■ **Problem to work on**: Across the records that follow, give the number of lines containing the word "filename" and nothing else.

■ **Dataset content**:
====
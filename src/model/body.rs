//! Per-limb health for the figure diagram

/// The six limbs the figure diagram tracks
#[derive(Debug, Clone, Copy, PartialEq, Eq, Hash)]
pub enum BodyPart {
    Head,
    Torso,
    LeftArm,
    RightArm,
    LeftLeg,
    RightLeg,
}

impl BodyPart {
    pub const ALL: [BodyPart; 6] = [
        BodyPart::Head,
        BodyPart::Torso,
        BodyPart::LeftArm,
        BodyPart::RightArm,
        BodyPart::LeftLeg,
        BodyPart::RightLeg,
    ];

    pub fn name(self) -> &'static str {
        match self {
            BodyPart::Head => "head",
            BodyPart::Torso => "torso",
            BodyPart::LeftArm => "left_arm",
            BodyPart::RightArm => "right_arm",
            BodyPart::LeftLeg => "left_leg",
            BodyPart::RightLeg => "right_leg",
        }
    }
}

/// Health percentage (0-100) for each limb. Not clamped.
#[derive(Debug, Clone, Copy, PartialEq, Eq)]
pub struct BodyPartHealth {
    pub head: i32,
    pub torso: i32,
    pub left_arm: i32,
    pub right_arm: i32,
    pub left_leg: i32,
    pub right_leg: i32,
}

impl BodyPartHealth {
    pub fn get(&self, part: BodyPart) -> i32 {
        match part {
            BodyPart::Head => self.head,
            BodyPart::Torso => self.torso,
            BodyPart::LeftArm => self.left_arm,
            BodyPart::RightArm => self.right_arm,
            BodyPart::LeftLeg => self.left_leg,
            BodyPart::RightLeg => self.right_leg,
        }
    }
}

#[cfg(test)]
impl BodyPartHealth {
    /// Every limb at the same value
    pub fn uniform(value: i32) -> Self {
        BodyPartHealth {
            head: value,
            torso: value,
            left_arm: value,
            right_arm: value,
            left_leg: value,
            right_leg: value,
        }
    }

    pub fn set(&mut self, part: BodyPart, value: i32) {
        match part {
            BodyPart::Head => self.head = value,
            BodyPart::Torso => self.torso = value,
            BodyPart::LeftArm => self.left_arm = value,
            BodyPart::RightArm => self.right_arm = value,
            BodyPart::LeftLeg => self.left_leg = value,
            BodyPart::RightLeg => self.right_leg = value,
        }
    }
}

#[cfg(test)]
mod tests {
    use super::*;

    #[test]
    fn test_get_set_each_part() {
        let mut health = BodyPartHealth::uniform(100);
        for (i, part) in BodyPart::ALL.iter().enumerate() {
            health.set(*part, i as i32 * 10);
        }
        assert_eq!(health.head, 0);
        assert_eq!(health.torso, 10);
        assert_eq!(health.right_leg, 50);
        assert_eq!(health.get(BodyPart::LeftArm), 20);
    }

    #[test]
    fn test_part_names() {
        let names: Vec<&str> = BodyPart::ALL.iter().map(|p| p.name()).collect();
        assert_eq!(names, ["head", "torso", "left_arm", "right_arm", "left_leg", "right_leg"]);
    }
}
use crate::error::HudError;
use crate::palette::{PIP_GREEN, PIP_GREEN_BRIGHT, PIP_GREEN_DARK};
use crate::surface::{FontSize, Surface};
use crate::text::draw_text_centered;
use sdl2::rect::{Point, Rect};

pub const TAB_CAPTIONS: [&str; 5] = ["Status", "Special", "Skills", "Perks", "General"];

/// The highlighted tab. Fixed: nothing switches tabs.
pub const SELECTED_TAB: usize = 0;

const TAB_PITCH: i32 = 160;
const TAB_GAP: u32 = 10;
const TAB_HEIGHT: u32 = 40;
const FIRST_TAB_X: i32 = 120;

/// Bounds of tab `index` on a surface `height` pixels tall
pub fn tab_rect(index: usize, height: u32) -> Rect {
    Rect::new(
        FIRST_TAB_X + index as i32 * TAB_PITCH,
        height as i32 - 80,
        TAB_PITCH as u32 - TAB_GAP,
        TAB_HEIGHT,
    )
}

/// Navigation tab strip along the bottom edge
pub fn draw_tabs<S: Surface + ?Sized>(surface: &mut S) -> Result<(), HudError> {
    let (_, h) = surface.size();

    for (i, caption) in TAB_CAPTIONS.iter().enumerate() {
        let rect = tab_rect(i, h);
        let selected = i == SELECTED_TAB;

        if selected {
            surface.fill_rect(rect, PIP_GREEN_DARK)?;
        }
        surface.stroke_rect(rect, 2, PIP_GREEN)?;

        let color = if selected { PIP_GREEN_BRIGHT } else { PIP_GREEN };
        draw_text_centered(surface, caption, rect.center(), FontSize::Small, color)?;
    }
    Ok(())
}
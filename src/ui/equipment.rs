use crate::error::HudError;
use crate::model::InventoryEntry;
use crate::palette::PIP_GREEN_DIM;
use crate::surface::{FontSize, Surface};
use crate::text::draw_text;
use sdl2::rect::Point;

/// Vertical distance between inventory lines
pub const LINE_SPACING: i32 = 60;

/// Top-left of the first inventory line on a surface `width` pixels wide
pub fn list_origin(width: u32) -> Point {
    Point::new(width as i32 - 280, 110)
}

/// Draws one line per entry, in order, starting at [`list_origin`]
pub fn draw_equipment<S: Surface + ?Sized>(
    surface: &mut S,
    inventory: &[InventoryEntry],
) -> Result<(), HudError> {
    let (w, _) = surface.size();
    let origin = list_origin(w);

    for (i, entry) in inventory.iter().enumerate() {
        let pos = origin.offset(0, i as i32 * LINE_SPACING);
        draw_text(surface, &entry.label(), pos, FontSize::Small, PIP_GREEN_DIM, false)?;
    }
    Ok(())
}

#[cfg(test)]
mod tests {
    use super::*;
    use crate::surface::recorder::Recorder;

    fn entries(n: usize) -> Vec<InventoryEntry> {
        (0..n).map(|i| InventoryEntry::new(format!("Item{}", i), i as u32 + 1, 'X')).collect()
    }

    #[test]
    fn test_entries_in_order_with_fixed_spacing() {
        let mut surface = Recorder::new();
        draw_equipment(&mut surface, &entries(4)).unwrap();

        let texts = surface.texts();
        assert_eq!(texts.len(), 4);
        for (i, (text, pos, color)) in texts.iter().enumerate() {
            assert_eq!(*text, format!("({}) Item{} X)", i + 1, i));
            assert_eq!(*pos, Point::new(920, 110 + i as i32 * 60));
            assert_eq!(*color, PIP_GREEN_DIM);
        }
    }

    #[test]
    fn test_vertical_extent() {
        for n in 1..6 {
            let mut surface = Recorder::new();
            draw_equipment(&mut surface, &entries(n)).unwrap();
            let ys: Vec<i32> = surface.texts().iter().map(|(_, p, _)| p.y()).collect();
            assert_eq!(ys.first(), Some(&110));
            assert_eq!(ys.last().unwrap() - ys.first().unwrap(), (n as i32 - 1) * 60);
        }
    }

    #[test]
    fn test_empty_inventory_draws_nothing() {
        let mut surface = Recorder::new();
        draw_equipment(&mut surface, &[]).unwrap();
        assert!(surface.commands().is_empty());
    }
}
====
■ **Answer section**: 2